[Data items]
####

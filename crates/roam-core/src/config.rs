use crate::error::EngineError;
use anyhow::Result;
use serde::{Deserialize, Serialize};
use std::fs;
use std::path::PathBuf;

fn default_tile_batch_size() -> usize {
    10
}

fn default_region_timeout_secs() -> u64 {
    600
}

/// Global configuration loaded from `~/.config/roam/config.toml`.
#[derive(Debug, Clone, Serialize, Deserialize)]
pub struct EngineConfig {
    /// Cache quota in megabytes across available and outdated regions.
    pub max_cache_mb: f64,
    /// Tile server URL template with `{z}`, `{x}`, `{y}` placeholders.
    pub tile_url_template: String,
    /// Coarsest zoom level downloaded per region.
    pub min_zoom: u8,
    /// Finest zoom level downloaded per region.
    pub max_zoom: u8,
    /// Tiles fetched concurrently within one region; the next batch starts
    /// only after the current one fully settles.
    #[serde(default = "default_tile_batch_size")]
    pub tile_batch_size: usize,
    /// Wall-clock limit a waiter applies to one region download.
    #[serde(default = "default_region_timeout_secs")]
    pub region_timeout_secs: u64,
    /// Tile directory override (None = XDG state dir).
    #[serde(default)]
    pub tile_dir: Option<PathBuf>,
    /// Database path override (None = XDG state dir).
    #[serde(default)]
    pub db_path: Option<PathBuf>,
}

impl Default for EngineConfig {
    fn default() -> Self {
        Self {
            max_cache_mb: 2000.0,
            tile_url_template: "https://tile.openstreetmap.org/{z}/{x}/{y}.png".to_string(),
            min_zoom: 10,
            max_zoom: 14,
            tile_batch_size: default_tile_batch_size(),
            region_timeout_secs: default_region_timeout_secs(),
            tile_dir: None,
            db_path: None,
        }
    }
}

impl EngineConfig {
    /// Reject configurations the engine cannot run with.
    pub fn validate(&self) -> Result<(), EngineError> {
        for placeholder in ["{z}", "{x}", "{y}"] {
            if !self.tile_url_template.contains(placeholder) {
                return Err(EngineError::InvalidConfig(format!(
                    "tile_url_template is missing the {placeholder} placeholder"
                )));
            }
        }
        let sample = self
            .tile_url_template
            .replace("{z}", "0")
            .replace("{x}", "0")
            .replace("{y}", "0");
        if let Err(e) = url::Url::parse(&sample) {
            return Err(EngineError::InvalidConfig(format!(
                "tile_url_template does not resolve to a valid URL: {e}"
            )));
        }
        if self.min_zoom > self.max_zoom {
            return Err(EngineError::InvalidConfig(format!(
                "min_zoom {} is finer than max_zoom {}",
                self.min_zoom, self.max_zoom
            )));
        }
        if self.max_cache_mb <= 0.0 {
            return Err(EngineError::InvalidConfig(
                "max_cache_mb must be positive".to_string(),
            ));
        }
        Ok(())
    }
}

pub fn config_path() -> Result<PathBuf> {
    let xdg_dirs = xdg::BaseDirectories::with_prefix("roam")?;
    Ok(xdg_dirs.place_config_file("config.toml")?)
}

/// Load configuration from disk, creating a default file if none exists.
pub fn load_or_init() -> Result<EngineConfig> {
    let path = config_path()?;
    if !path.exists() {
        let default_cfg = EngineConfig::default();
        let toml = toml::to_string_pretty(&default_cfg)?;
        if let Some(parent) = path.parent() {
            fs::create_dir_all(parent)?;
        }
        fs::write(&path, toml)?;
        tracing::info!("created default config at {}", path.display());
        return Ok(default_cfg);
    }

    let data = fs::read_to_string(&path)?;
    let cfg: EngineConfig = toml::from_str(&data)?;
    Ok(cfg)
}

####

> _Problem details_: Each of the records should be written out precisely as given.

> _Answer to this task_:
filename crates/roam-core/src/config.rs
use crate::error::EngineError;
use anyhow::Result;
use serde::{Deserialize, Serialize};
use std::fs;
use std::path::PathBuf;

fn default_tile_batch_size() -> usize {
    10
}

fn default_region_timeout_secs() -> u64 {
    600
}

/// Global configuration loaded from `~/.config/roam/config.toml`.
#[derive(Debug, Clone, Serialize, Deserialize)]
pub struct EngineConfig {
    /// Cache quota in megabytes across available and outdated regions.
    pub max_cache_mb: f64,
    /// Tile server URL template with `{z}`, `{x}`, `{y}` placeholders.
    pub tile_url_template: String,
    /// Coarsest zoom level downloaded per region.
    pub min_zoom: u8,
    /// Finest zoom level downloaded per region.
    pub max_zoom: u8,
    /// Tiles fetched concurrently within one region; the next batch starts
    /// only after the current one fully settles.
    #[serde(default = "default_tile_batch_size")]
    pub tile_batch_size: usize,
    /// Wall-clock limit a waiter applies to one region download.
    #[serde(default = "default_region_timeout_secs")]
    pub region_timeout_secs: u64,
    /// Tile directory override (None = XDG state dir).
    #[serde(default)]
    pub tile_dir: Option<PathBuf>,
    /// Database path override (None = XDG state dir).
    #[serde(default)]
    pub db_path: Option<PathBuf>,
}

impl Default for EngineConfig {
    fn default() -> Self {
        Self {
            max_cache_mb: 2000.0,
            tile_url_template: "https://tile.openstreetmap.org/{z}/{x}/{y}.png".to_string(),
            min_zoom: 10,
            max_zoom: 14,
            tile_batch_size: default_tile_batch_size(),
            region_timeout_secs: default_region_timeout_secs(),
            tile_dir: None,
            db_path: None,
        }
    }
}

impl EngineConfig {
    /// Reject configurations the engine cannot run with.
    pub fn validate(&self) -> Result<(), EngineError> {
        for placeholder in ["{z}", "{x}", "{y}"] {
            if !self.tile_url_template.contains(placeholder) {
                return Err(EngineError::InvalidConfig(format!(
                    "tile_url_template is missing the {placeholder} placeholder"
                )));
            }
        }
        let sample = self
            .tile_url_template
            .replace("{z}", "0")
            .replace("{x}", "0")
            .replace("{y}", "0");
        if let Err(e) = url::Url::parse(&sample) {
            return Err(EngineError::InvalidConfig(format!(
                "tile_url_template does not resolve to a valid URL: {e}"
            )));
        }
        if self.min_zoom > self.max_zoom {
            return Err(EngineError::InvalidConfig(format!(
                "min_zoom {} is finer than max_zoom {}",
                self.min_zoom, self.max_zoom
            )));
        }
        if self.max_cache_mb <= 0.0 {
            return Err(EngineError::InvalidConfig(
                "max_cache_mb must be positive".to_string(),
            ));
        }
        Ok(())
    }
}

pub fn config_path() -> Result<PathBuf> {
    let xdg_dirs = xdg::BaseDirectories::with_prefix("roam")?;
    Ok(xdg_dirs.place_config_file("config.toml")?)
}

/// Load configuration from disk, creating a default file if none exists.
pub fn load_or_init() -> Result<EngineConfig> {
    let path = config_path()?;
    if !path.exists() {
        let default_cfg = EngineConfig::default();
        let toml = toml::to_string_pretty(&default_cfg)?;
        if let Some(parent) = path.parent() {
            fs::create_dir_all(parent)?;
        }
        fs::write(&path, toml)?;
        tracing::info!("created default config at {}", path.display());
        return Ok(default_cfg);
    }

    let data = fs::read_to_string(&path)?;
    let cfg: EngineConfig = toml::from_str(&data)?;
    Ok(cfg)
}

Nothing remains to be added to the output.